Галя Абрамовна извлекала на свет божий все свои припасы: немного сливочного масла, приносимого Лилей последнее время все реже, – почему? – колечко докторской колбасы, банки и судки с изделиями домашнего стола, так удававшимися Лиле: желтый, наваристый куриный бульон с клецками, от которых бульон мутнел, однако же и вкуснел, пару прелестных, с чесноком и перчиком, котлеток или десятка полтора уже сваренных и начинавших слегка расползаться пельмешков; а в иные дни Лиля баловала старуху теми яствами смешанной русско-еврейской кухни, которые говорят о празднике в доме: паштетом из говяжьей печенки с горкой золотистых шкварок наверху, тертой редькой, заправленной гусиным салом, пирогами с капустой, ливером, зеленым луком с яйцами, фаршированной рыбой-"фиш" со свекольным хреном, холодцом из коровьей ноги или моталыги, домашней бужениной, судаком под красным маринадом или судаком по-польски, политым растопленным маслом с крошеными яйцами – всем, чем умела Лиля радовать ее алчущее нёбо, ласкать трепещущие ноздри и отягощать старушечий желудок. Галя Абрамовна, давно понявшая простой, но важный секрет вкусного стола, раскладывала содержимое по многим тарелочкам и уставляла ими весь стол; затем наполняла графин – в последнее время в него стало крайне трудно попадать, не пролив, но она старалась – компотом из курлги (так, что-то среднее между "я" и "и", всегда произносили все в Куйбышеве, слыша постоянно на рынке, как произносят слово "курага" сами узбеки: Куйбышев был самым большим железнодорожным пунктом между Ташкентом и Москвой, и на рынке здесь оседали прежде всего нацмены из Средней Азии, а не с Кавказа) и чернослива или клюквенным морсом, тоже Лилиного изготовления, и водружала мерцающий, прозрачно-красный или желтый (увы, лишь по памяти) конус в центр стола. За годы жизни с Алексеем Дмитриевичем, который просто не сел бы обедать, если бы за столом не ждал его графинчик старки или перцовки, хотя больше одной-двух рюмок, как тогда почти все приличные люди (вот же привязалось воспоминаньице, и с ним снова: ай да Витенька – и это тот ребенок, которого она таки научила повязывать кашне!), Галя Абрамовна привыкла к определенной картине полного, настоящего обеда.
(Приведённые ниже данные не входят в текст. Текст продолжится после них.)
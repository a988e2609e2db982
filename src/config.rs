use serde::{Deserialize, Serialize};
use std::fs;
use std::path::Path;

use crate::error::{CoordinationError, Result};
use crate::global_variables::*;

/// Tunable constants for the grid, the phase cycle, the strategies and the
/// metrics model. Every field falls back to its named default when absent
/// from a JSON config.
#[derive(Debug, Clone, PartialEq, Serialize, Deserialize)]
#[serde(default)]
pub struct SimulationConfig {
    /// Time units a phase stays green before switching.
    pub phase_duration: f64,
    /// Timer advance applied per driving-loop tick.
    pub tick_size: f64,
    /// Maximum vehicles an intersection can hold.
    pub vehicle_capacity: u32,
    /// Congestion percentage above which an intersection is a hotspot.
    pub hotspot_threshold: f64,
    pub canvas_width: f64,
    pub canvas_height: f64,
    pub trend_window: usize,
    /// Green-wave lag per hop along the travel axis.
    pub wave_offset: f64,
    /// Upper bound on any single timer nudge applied by a strategy.
    pub max_correction: f64,
    /// Timer units per congestion percentage point (adaptive offset).
    pub adaptive_gain: f64,
    pub distributed_step: f64,
    /// Samples ahead the predictive strategy extrapolates.
    pub prediction_horizon: f64,
    pub base_wait_seconds: f64,
    pub wait_per_congestion_percent: f64,
    pub co2_factor: f64,
}

impl Default for SimulationConfig {
    fn default() -> Self {
        Self {
            phase_duration: PHASE_DURATION,
            tick_size: DEFAULT_TICK,
            vehicle_capacity: VEHICLE_CAPACITY,
            hotspot_threshold: HOTSPOT_THRESHOLD,
            canvas_width: CANVAS_WIDTH,
            canvas_height: CANVAS_HEIGHT,
            trend_window: TREND_WINDOW,
            wave_offset: WAVE_OFFSET,
            max_correction: MAX_CORRECTION,
            adaptive_gain: ADAPTIVE_GAIN,
            distributed_step: DISTRIBUTED_STEP,
            prediction_horizon: PREDICTION_HORIZON,
            base_wait_seconds: BASE_WAIT_SECONDS,
            wait_per_congestion_percent: WAIT_PER_CONGESTION_PERCENT,
            co2_factor: CO2_FACTOR,
        }
    }
}

impl SimulationConfig {
    /// Parses a JSON document; missing fields take their defaults.
    pub fn from_json_str(json: &str) -> Result<Self> {
        let config: SimulationConfig = serde_json::from_str(json)
            .map_err(|e| CoordinationError::Config(format!("invalid config json: {}", e)))?;
        config.validate()?;
        Ok(config)
    }

    pub fn from_json_file<P: AsRef<Path>>(path: P) -> Result<Self> {
        let raw = fs::read_to_string(path.as_ref())?;
        log::info!("Loaded configuration from {}", path.as_ref().display());
        Self::from_json_str(&raw)
    }

    /// Rejects values that would break the timer, capacity or percentage
    /// invariants downstream.
    pub fn validate(&self) -> Result<()> {
        let positive = [
            ("phase_duration", self.phase_duration),
            ("canvas_width", self.canvas_width),
            ("canvas_height", self.canvas_height),
        ];
        for (name, value) in positive {
            if !value.is_finite() || value <= 0.0 {
                return Err(CoordinationError::Config(format!(
                    "{} must be positive, got {}",
                    name, value
                )));
            }
        }

        let non_negative = [
            ("tick_size", self.tick_size),
            ("wave_offset", self.wave_offset),
            ("max_correction", self.max_correction),
            ("adaptive_gain", self.adaptive_gain),
            ("distributed_step", self.distributed_step),
            ("prediction_horizon", self.prediction_horizon),
            ("base_wait_seconds", self.base_wait_seconds),
            ("wait_per_congestion_percent", self.wait_per_congestion_percent),
            ("co2_factor", self.co2_factor),
        ];
        for (name, value) in non_negative {
            if !value.is_finite() || value < 0.0 {
                return Err(CoordinationError::Config(format!(
                    "{} must be non-negative, got {}",
                    name, value
                )));
            }
        }

        if self.vehicle_capacity == 0 {
            return Err(CoordinationError::Config(
                "vehicle_capacity must be at least 1".to_string(),
            ));
        }
        if !(0.0..=100.0).contains(&self.hotspot_threshold) {
            return Err(CoordinationError::Config(format!(
                "hotspot_threshold must be a percentage, got {}",
                self.hotspot_threshold
            )));
        }
        if self.trend_window < 2 {
            return Err(CoordinationError::Config(
                "trend_window must keep at least 2 samples".to_string(),
            ));
        }
        Ok(())
    }
}

#[cfg(test)]
mod tests {
    use super::*;

    #[test]
    fn test_defaults_match_named_constants() {
        let config = SimulationConfig::default();
        assert_eq!(config.phase_duration, PHASE_DURATION);
        assert_eq!(config.vehicle_capacity, VEHICLE_CAPACITY);
        assert_eq!(config.hotspot_threshold, HOTSPOT_THRESHOLD);
        assert!(config.validate().is_ok());
    }

    #[test]
    fn test_partial_json_keeps_defaults() {
        let config =
            SimulationConfig::from_json_str(r#"{ "phase_duration": 20.0, "vehicle_capacity": 50 }"#)
                .unwrap();
        assert_eq!(config.phase_duration, 20.0);
        assert_eq!(config.vehicle_capacity, 50);
        assert_eq!(config.hotspot_threshold, HOTSPOT_THRESHOLD);
        assert_eq!(config.trend_window, TREND_WINDOW);
    }

    #[test]
    fn test_zero_capacity_rejected() {
        let err = SimulationConfig::from_json_str(r#"{ "vehicle_capacity": 0 }"#).unwrap_err();
        assert!(matches!(err, CoordinationError::Config(_)));
    }

    #[test]
    fn test_non_positive_phase_duration_rejected() {
        let err = SimulationConfig::from_json_str(r#"{ "phase_duration": 0.0 }"#).unwrap_err();
        assert!(matches!(err, CoordinationError::Config(_)));
    }

    #[test]
    fn test_malformed_json_rejected() {
        assert!(SimulationConfig::from_json_str("{ not json").is_err());
    }
}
Полуслепая старуха не могла уже насладиться бархатистым коричневато-серым тоном горки паштета, в центре которого отливало золотом жареного лука и шкварок, или нежнейшей мутно-белесой поверхностью хорошо застывшего студня; но с тем большей силой пьянили, кружа ей голову, грубые чудесные ароматы чеснока и хрена, и нежное веяние укропа от малосольного огурчика, сладко-горький запах слегка, правильно подгоревшей капустной корочки голубца, горьковато-терпкий запах печенки и дивное благоухание корицы в еще теплой Лилиной выпечке.
Поняв еще в молодости серьезный смысл материального благополучия, состоящий в его способности оградить от опасностей и тревог, создать устойчивое поле независимости, душевного равновесия и комфорта, Галя Абрамовна, не будучи уже в состоянии окружить себя ворохом вещей, грудой безделушек (а было же, право, было и у нее некогда кое-что, какие-то меха, какие-то даже драгоценности), обносила себя теперь взамен частоколом съедобностей, разумеется, менее долговечных, нежели золото и хрусталь, но столь же надежных в том отношении, что, мертвые, не имеющие свободной воли, они не грозили предать, подвести – обратиться против тебя.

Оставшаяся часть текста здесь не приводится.